Total number of gloves used is n+1.

Take one glove and designate it the "bum glove". Take 2n of the doctors and put them in pairs that will each share a glove - the first one wears the pair's glove with the bum glove on top for the exam, the second doc takes the pair's glove and turns it inside out so his hand is facing the unused surface before putting the bum glove over it and examining.
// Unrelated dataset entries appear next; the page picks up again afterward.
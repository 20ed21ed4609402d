//! Error types and wire codes for quiz-buzzer

use thiserror::Error;

/// Main error type for session operations
///
/// Every variant is terminal to the single triggering operation only:
/// the offending client gets a private reply and the connection stays
/// open. Nothing here is fatal to the process.
#[derive(Error, Debug, Clone, PartialEq, Eq)]
pub enum SessionError {
    #[error("team name must not be empty")]
    InvalidName,

    #[error("connection is already registered")]
    AlreadyRegistered,

    #[error("sender is not registered as a team")]
    NotATeam,

    #[error("admin privileges required")]
    NotAdmin,

    #[error("unknown admin action: {action}")]
    UnknownCommand { action: String },

    #[error("buzzers are locked")]
    BuzzLocked,

    #[error("team {team} has already buzzed this round")]
    AlreadyBuzzed { team: String },

    #[error("connection is gone")]
    ConnectionClosed,
}

impl SessionError {
    /// Stable code string carried in error replies to clients.
    pub fn code(&self) -> &'static str {
        match self {
            Self::InvalidName => "invalid_name",
            Self::AlreadyRegistered => "already_registered",
            Self::NotATeam => "not_a_team",
            Self::NotAdmin => "not_admin",
            Self::UnknownCommand { .. } => "unknown_command",
            Self::BuzzLocked => "buzz_locked",
            Self::AlreadyBuzzed { .. } => "already_buzzed",
            Self::ConnectionClosed => "connection_closed",
        }
    }
}

/// Result type alias for session operations
pub type Result<T> = std::result::Result<T, SessionError>;
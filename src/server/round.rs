//! Round state and buzz arbitration
//!
//! The authoritative in-memory record of lock status and buzz order for
//! the current round. Callers apply every mutation while holding the
//! session lock, so arrival order is the order in which `attempt_buzz`
//! runs: there is always a single well-defined winner, and wall-clock
//! timestamps never break ties.

use chrono::{DateTime, Utc};

use crate::error::SessionError;

/// One accepted buzz. Immutable once recorded.
#[derive(Debug, Clone)]
pub struct BuzzEntry {
    pub team_name: String,
    /// 0-based rank assigned at acceptance time; 0 is the winner.
    pub order_index: usize,
    /// Wall-clock arrival time, display only.
    pub buzzed_at: DateTime<Utc>,
}

/// Lock status and buzz order for the current round.
///
/// A round spans from one `reset` to the next; within it a team may
/// buzz at most once.
#[derive(Debug)]
pub struct RoundState {
    locked: bool,
    buzz_order: Vec<BuzzEntry>,
}

impl Default for RoundState {
    fn default() -> Self {
        Self::new()
    }
}

impl RoundState {
    /// Rounds start locked; the admin unlocks before the first question.
    pub fn new() -> Self {
        Self {
            locked: true,
            buzz_order: Vec::new(),
        }
    }

    pub fn locked(&self) -> bool {
        self.locked
    }

    /// Accepted buzzes in arrival order (index 0 won).
    pub fn entries(&self) -> &[BuzzEntry] {
        &self.buzz_order
    }

    pub fn buzz_count(&self) -> usize {
        self.buzz_order.len()
    }

    pub fn has_buzzed(&self, team: &str) -> bool {
        self.buzz_order.iter().any(|e| e.team_name == team)
    }

    /// Idempotent.
    pub fn lock(&mut self) {
        self.locked = true;
    }

    /// Idempotent.
    pub fn unlock(&mut self) {
        self.locked = false;
    }

    /// Clear the buzz order and re-lock. The admin must explicitly
    /// unlock again before the next question.
    pub fn reset(&mut self) {
        self.locked = true;
        self.buzz_order.clear();
    }

    /// Record a buzz for `team`, returning its order index.
    ///
    /// Rejected attempts leave the round untouched. This is the only
    /// path that grows the buzz order.
    pub fn attempt_buzz(&mut self, team: &str) -> Result<usize, SessionError> {
        if self.locked {
            return Err(SessionError::BuzzLocked);
        }
        if self.has_buzzed(team) {
            return Err(SessionError::AlreadyBuzzed {
                team: team.to_string(),
            });
        }

        let order_index = self.buzz_order.len();
        self.buzz_order.push(BuzzEntry {
            team_name: team.to_string(),
            order_index,
            buzzed_at: Utc::now(),
        });
        Ok(order_index)
    }
}

#[cfg(test)]
mod tests {
    use super::*;

    #[test]
    fn test_rounds_start_locked() {
        let mut round = RoundState::new();
        assert!(round.locked());
        assert_eq!(
            round.attempt_buzz("Alpha"),
            Err(SessionError::BuzzLocked)
        );
        assert_eq!(round.buzz_count(), 0);
    }

    #[test]
    fn test_order_indices_follow_application_order() {
        let mut round = RoundState::new();
        round.unlock();

        for (i, team) in ["Alpha", "Beta", "Gamma", "Delta"].iter().enumerate() {
            assert_eq!(round.attempt_buzz(team), Ok(i));
        }

        let indices: Vec<usize> = round.entries().iter().map(|e| e.order_index).collect();
        assert_eq!(indices, vec![0, 1, 2, 3]);
        assert_eq!(round.entries()[0].team_name, "Alpha");
    }

    #[test]
    fn test_locked_rejects_regardless_of_history() {
        let mut round = RoundState::new();
        round.unlock();
        round.attempt_buzz("Alpha").unwrap();
        round.lock();

        assert_eq!(round.attempt_buzz("Beta"), Err(SessionError::BuzzLocked));
        assert_eq!(
            round.attempt_buzz("Alpha"),
            Err(SessionError::BuzzLocked)
        );
        assert_eq!(round.buzz_count(), 1);
    }

    #[test]
    fn test_team_cannot_buzz_twice_until_reset() {
        let mut round = RoundState::new();
        round.unlock();

        assert_eq!(round.attempt_buzz("Alpha"), Ok(0));
        assert_eq!(
            round.attempt_buzz("Alpha"),
            Err(SessionError::AlreadyBuzzed {
                team: "Alpha".to_string()
            })
        );
        assert_eq!(round.buzz_count(), 1);

        round.reset();
        round.unlock();
        assert_eq!(round.attempt_buzz("Alpha"), Ok(0));
    }

    #[test]
    fn test_reset_relocks_and_clears() {
        let mut round = RoundState::new();
        round.unlock();
        round.attempt_buzz("Alpha").unwrap();
        round.attempt_buzz("Beta").unwrap();

        round.reset();
        assert!(round.locked());
        assert_eq!(round.buzz_count(), 0);

        // Reset from an already-locked, empty round is a no-op too.
        round.reset();
        assert!(round.locked());
        assert_eq!(round.buzz_count(), 0);
    }

    #[test]
    fn test_lock_unlock_idempotent() {
        let mut round = RoundState::new();
        round.lock();
        round.lock();
        assert!(round.locked());
        round.unlock();
        round.unlock();
        assert!(!round.locked());
    }
}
After the 2n docs have gone, the +1 doc can do his exam with the (still unused) inner surface of the bum glove.

You could use a similar approach to cover the subset of case 3 where there are an even number of both doctors and patients. Pair them off (pairs of doctors and pairs of patients) that will each share a glove. Each doctor uses his/her surface of the exam glove, and covers it with the appropriate surface of the patient's glove for the exam that's about to be performed. Total number of gloves used would be:

patients/2 + doctors/2

If both the number of docs and the number of patients are odd, then remove one doctor and one patient from the group and handle the remaining even number of doctors and patients as above. The odd ones out also get to split a glove between the two of them: the doctor uses the inside surface of the odd glove out and covers it with the other patients' gloves for all of their exams. The odd patient out uses the other surface for all of his exams with the other doctors wearing their gloves on the inside. The odd pair out can do their exam with just the odd glove out and nothing in between. Total gloves is still:

(patients + doctors) / 2

That still leaves the question open: if there are an odd number of patients and even doctors (or vice versa), can you do it with fewer than (patients + doctors + 1) / 2 gloves? And also, did you have something different in mind, 'cause the OP makes the p <= d stipulation for case 3 that wouldn't seem to make any difference with this set of solutions.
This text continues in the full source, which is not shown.